### The task
Within the records that follow, find every line containing the string "enum". Copy those lines.

### Data provided

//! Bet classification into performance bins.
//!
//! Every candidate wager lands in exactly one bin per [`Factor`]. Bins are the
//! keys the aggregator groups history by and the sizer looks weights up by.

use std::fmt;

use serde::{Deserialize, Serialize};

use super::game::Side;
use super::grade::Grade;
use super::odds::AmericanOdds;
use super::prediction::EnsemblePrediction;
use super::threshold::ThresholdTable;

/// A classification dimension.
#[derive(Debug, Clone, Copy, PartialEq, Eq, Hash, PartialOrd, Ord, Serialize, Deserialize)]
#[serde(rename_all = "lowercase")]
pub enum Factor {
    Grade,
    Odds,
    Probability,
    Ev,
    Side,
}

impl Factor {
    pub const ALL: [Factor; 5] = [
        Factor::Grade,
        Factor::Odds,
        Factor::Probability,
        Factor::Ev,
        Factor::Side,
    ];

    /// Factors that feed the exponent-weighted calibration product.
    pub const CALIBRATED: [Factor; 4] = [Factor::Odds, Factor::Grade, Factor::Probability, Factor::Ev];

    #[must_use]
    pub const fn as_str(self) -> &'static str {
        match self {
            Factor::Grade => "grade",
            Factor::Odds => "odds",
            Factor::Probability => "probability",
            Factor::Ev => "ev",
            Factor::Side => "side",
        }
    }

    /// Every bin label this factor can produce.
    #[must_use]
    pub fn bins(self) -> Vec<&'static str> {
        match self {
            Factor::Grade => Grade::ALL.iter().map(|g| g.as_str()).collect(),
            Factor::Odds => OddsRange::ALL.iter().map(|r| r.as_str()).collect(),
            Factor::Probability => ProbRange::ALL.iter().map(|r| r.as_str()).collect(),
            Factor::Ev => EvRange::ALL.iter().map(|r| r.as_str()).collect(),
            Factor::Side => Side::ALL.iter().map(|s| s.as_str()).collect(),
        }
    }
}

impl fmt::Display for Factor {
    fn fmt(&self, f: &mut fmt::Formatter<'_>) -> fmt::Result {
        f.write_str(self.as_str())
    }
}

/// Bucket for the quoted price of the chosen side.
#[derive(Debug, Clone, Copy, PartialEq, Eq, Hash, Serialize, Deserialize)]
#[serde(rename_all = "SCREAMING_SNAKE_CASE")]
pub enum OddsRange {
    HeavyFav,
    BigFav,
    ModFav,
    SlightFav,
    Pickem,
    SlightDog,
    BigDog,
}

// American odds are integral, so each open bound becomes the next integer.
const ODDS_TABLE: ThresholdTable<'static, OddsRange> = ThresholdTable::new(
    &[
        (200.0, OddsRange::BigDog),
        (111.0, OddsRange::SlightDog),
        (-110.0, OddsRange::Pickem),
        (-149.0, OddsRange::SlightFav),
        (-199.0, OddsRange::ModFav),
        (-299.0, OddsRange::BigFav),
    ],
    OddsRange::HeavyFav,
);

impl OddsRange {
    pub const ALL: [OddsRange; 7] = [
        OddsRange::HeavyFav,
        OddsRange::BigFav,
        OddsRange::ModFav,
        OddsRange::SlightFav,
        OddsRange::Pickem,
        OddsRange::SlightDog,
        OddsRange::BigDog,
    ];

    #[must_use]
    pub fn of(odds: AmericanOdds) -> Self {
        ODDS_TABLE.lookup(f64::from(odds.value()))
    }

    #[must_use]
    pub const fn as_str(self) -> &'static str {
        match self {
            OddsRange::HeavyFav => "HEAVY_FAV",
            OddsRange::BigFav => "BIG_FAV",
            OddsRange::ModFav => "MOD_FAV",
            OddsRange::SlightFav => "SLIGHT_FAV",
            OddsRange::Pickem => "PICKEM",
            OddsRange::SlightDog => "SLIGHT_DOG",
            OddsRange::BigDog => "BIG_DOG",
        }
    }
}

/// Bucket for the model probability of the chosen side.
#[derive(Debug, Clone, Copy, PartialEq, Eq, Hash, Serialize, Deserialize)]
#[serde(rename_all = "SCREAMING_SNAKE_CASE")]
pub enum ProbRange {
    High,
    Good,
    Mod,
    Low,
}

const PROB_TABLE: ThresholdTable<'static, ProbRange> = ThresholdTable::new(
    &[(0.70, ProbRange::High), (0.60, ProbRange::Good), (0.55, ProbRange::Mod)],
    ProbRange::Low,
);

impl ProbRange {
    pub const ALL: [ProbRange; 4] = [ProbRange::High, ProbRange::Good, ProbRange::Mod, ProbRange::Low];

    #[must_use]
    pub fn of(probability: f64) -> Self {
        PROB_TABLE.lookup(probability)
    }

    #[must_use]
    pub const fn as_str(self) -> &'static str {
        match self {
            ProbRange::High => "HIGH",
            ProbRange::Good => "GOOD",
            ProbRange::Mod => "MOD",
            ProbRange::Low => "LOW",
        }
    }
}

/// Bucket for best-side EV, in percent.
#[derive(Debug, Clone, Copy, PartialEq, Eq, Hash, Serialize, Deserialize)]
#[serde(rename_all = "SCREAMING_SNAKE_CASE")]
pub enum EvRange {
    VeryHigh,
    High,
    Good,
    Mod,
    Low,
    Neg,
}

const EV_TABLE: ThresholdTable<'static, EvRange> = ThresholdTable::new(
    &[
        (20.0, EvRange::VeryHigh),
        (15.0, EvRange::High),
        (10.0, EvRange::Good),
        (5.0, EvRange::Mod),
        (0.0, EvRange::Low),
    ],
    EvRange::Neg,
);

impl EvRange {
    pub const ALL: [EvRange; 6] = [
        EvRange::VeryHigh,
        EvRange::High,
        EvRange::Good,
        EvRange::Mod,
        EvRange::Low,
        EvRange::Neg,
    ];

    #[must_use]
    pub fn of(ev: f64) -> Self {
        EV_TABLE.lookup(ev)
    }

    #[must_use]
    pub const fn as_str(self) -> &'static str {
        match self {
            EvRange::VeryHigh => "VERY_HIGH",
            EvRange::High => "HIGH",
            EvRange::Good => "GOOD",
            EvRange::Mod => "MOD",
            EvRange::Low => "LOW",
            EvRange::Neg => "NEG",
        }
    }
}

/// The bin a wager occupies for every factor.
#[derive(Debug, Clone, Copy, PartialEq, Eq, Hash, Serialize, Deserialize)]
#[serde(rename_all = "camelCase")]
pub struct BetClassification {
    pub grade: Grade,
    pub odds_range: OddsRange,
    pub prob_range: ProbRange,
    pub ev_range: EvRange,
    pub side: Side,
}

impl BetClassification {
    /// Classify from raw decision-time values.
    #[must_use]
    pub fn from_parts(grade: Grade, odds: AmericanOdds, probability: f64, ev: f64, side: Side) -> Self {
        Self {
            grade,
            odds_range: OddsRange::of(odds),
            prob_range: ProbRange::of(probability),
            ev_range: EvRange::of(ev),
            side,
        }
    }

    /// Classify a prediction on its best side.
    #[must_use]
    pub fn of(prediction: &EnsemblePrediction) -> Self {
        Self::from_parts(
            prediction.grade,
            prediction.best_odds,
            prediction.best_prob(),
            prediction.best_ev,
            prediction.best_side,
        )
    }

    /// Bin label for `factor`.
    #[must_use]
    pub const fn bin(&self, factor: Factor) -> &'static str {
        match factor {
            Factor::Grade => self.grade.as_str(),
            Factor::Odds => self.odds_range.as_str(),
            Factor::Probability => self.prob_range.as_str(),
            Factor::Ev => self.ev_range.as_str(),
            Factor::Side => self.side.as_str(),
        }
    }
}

### Reply to the task
pub enum Factor {
pub enum OddsRange {
pub enum ProbRange {
pub enum EvRange {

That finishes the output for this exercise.